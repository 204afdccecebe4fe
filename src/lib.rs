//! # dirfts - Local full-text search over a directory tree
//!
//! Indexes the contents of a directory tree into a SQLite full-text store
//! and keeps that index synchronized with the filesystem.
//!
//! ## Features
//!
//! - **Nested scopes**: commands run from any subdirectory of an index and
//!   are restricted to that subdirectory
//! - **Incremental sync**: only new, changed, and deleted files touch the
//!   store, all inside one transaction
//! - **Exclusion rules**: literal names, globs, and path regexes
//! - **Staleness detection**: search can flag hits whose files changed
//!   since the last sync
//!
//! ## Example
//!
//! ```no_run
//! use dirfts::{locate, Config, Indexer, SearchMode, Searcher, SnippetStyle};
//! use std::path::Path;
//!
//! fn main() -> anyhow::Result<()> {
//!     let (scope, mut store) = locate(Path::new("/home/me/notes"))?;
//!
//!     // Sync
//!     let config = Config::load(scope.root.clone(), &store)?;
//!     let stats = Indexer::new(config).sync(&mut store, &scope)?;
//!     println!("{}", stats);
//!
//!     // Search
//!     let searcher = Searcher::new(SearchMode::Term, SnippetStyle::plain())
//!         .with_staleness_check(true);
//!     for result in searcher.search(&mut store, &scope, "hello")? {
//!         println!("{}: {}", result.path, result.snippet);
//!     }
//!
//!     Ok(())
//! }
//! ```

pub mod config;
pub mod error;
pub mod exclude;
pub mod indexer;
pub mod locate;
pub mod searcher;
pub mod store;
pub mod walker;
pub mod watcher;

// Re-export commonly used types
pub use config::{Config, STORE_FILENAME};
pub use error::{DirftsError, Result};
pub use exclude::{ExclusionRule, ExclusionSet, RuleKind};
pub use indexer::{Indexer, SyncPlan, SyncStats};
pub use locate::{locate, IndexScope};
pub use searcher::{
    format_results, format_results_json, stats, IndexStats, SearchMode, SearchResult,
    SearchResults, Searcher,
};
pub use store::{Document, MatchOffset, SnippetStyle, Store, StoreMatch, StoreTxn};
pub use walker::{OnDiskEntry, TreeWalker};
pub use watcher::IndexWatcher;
-------
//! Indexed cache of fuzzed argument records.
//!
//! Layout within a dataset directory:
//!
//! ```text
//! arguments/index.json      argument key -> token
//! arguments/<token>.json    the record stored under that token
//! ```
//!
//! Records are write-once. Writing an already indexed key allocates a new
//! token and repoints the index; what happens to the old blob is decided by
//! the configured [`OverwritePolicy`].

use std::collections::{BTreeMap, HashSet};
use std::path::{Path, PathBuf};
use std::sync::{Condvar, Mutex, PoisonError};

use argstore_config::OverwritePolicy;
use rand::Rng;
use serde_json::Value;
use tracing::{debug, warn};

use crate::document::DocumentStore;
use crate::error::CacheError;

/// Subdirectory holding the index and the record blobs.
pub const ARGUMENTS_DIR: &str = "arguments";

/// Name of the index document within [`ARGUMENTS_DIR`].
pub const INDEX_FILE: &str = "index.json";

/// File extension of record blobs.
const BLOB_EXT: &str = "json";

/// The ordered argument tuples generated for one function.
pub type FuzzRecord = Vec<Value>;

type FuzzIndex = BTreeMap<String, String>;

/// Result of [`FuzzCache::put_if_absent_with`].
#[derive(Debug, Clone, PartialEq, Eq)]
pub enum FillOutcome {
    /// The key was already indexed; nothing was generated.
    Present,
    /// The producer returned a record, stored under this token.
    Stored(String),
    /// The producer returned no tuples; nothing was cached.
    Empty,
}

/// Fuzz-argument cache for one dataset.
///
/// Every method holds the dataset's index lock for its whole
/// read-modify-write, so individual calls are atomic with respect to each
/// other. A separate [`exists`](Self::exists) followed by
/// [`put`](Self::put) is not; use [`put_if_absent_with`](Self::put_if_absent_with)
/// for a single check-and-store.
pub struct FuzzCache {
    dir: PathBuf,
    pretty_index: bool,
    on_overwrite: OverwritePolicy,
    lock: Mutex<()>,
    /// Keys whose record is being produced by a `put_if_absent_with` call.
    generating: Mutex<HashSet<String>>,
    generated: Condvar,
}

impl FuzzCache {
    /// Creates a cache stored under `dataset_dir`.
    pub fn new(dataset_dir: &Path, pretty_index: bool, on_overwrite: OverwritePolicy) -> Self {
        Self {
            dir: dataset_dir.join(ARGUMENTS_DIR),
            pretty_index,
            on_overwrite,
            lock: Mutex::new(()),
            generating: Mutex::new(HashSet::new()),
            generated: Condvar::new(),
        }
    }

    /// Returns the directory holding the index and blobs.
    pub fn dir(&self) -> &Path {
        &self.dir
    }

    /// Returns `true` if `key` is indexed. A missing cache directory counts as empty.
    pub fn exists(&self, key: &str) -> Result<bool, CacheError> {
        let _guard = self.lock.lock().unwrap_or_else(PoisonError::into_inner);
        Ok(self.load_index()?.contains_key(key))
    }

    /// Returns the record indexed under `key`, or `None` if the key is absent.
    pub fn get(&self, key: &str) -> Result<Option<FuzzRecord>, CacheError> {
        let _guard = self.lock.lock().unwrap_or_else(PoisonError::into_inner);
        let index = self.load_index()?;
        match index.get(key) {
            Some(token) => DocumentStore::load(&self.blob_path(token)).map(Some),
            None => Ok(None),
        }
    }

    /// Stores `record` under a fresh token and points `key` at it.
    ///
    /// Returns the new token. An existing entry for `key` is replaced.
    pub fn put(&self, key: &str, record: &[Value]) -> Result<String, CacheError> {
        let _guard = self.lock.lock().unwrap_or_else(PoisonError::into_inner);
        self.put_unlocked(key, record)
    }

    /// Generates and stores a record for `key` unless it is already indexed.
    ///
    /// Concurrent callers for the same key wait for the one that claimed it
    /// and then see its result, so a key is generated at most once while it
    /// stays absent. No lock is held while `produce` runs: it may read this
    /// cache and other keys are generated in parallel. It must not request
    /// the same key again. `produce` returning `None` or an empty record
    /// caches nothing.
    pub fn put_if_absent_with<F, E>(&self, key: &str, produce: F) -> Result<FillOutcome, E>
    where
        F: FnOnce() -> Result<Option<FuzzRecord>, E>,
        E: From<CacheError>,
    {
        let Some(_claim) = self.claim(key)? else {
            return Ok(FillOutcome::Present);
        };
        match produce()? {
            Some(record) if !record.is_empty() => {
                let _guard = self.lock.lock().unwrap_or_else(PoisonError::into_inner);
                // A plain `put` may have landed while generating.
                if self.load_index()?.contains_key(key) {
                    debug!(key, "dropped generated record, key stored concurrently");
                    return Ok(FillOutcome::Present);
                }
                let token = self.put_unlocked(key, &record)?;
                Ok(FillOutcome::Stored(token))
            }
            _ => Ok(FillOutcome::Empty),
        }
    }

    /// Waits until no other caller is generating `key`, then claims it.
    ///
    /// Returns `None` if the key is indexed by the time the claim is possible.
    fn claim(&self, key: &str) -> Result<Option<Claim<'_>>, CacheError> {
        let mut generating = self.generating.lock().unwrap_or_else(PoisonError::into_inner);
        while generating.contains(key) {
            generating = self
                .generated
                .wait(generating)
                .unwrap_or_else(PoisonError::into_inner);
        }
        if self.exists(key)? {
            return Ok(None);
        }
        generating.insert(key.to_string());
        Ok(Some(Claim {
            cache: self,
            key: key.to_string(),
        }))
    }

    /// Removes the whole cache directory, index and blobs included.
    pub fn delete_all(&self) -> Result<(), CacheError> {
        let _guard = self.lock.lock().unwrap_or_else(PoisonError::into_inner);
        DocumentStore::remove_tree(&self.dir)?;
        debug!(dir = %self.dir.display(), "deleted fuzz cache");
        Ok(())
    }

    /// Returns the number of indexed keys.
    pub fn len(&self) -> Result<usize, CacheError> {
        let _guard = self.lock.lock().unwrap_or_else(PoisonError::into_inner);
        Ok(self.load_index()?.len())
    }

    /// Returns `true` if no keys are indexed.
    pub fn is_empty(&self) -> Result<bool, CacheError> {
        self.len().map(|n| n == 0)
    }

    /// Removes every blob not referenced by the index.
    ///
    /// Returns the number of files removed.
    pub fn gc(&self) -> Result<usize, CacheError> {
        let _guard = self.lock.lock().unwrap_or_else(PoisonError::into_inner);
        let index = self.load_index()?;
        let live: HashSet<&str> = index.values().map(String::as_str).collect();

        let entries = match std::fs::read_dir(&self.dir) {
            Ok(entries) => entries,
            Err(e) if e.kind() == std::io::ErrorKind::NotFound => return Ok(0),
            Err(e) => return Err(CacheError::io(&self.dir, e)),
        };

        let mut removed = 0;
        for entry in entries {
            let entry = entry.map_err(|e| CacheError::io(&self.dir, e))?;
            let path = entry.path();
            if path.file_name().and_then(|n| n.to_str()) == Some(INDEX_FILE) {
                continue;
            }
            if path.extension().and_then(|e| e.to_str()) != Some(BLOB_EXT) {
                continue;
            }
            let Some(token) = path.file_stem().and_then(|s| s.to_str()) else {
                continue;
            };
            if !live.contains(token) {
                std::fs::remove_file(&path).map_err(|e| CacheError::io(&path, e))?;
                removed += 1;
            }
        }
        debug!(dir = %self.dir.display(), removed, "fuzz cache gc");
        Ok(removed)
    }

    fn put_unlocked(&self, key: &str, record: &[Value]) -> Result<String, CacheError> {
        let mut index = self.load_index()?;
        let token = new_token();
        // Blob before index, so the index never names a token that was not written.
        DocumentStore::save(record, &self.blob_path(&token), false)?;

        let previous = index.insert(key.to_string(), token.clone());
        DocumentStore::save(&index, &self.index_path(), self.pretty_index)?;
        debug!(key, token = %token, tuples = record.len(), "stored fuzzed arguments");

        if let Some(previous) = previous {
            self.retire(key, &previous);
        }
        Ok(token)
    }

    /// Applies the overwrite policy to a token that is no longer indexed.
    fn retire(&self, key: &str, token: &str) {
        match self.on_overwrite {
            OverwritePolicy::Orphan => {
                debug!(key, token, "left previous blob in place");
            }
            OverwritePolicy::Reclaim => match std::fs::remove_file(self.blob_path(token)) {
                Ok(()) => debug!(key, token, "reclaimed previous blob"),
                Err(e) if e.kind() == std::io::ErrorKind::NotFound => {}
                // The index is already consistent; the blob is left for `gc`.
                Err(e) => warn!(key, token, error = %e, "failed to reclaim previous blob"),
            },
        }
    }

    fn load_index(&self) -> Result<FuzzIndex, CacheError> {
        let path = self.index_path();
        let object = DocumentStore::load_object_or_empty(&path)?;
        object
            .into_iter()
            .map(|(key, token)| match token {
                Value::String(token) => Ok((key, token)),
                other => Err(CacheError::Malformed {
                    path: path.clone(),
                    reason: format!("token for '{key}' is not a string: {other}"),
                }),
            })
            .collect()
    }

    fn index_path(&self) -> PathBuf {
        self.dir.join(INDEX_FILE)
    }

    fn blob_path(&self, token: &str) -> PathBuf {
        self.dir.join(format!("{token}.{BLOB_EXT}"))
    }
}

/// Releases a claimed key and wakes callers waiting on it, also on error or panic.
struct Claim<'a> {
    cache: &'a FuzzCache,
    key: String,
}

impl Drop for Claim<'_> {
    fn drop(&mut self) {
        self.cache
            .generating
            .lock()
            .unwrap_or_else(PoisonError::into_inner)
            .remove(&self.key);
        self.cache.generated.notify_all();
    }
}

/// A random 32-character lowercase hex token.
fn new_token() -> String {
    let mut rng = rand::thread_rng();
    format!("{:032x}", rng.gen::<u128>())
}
-------
**What this task involves:**
In the listing above, find the line with "repository 204afdccecebe4fe" and the line with "pub mod walker;", then print exactly those lines and every line between them.

**Result:**
repository 204afdccecebe4fe
filename src/lib.rs
//! # dirfts - Local full-text search over a directory tree
//!
//! Indexes the contents of a directory tree into a SQLite full-text store
//! and keeps that index synchronized with the filesystem.
//!
//! ## Features
//!
//! - **Nested scopes**: commands run from any subdirectory of an index and
//!   are restricted to that subdirectory
//! - **Incremental sync**: only new, changed, and deleted files touch the
//!   store, all inside one transaction
//! - **Exclusion rules**: literal names, globs, and path regexes
//! - **Staleness detection**: search can flag hits whose files changed
//!   since the last sync
//!
//! ## Example
//!
//! ```no_run
//! use dirfts::{locate, Config, Indexer, SearchMode, Searcher, SnippetStyle};
//! use std::path::Path;
//!
//! fn main() -> anyhow::Result<()> {
//!     let (scope, mut store) = locate(Path::new("/home/me/notes"))?;
//!
//!     // Sync
//!     let config = Config::load(scope.root.clone(), &store)?;
//!     let stats = Indexer::new(config).sync(&mut store, &scope)?;
//!     println!("{}", stats);
//!
//!     // Search
//!     let searcher = Searcher::new(SearchMode::Term, SnippetStyle::plain())
//!         .with_staleness_check(true);
//!     for result in searcher.search(&mut store, &scope, "hello")? {
//!         println!("{}: {}", result.path, result.snippet);
//!     }
//!
//!     Ok(())
//! }
//! ```

pub mod config;
pub mod error;
pub mod exclude;
pub mod indexer;
pub mod locate;
pub mod searcher;
pub mod store;
pub mod walker;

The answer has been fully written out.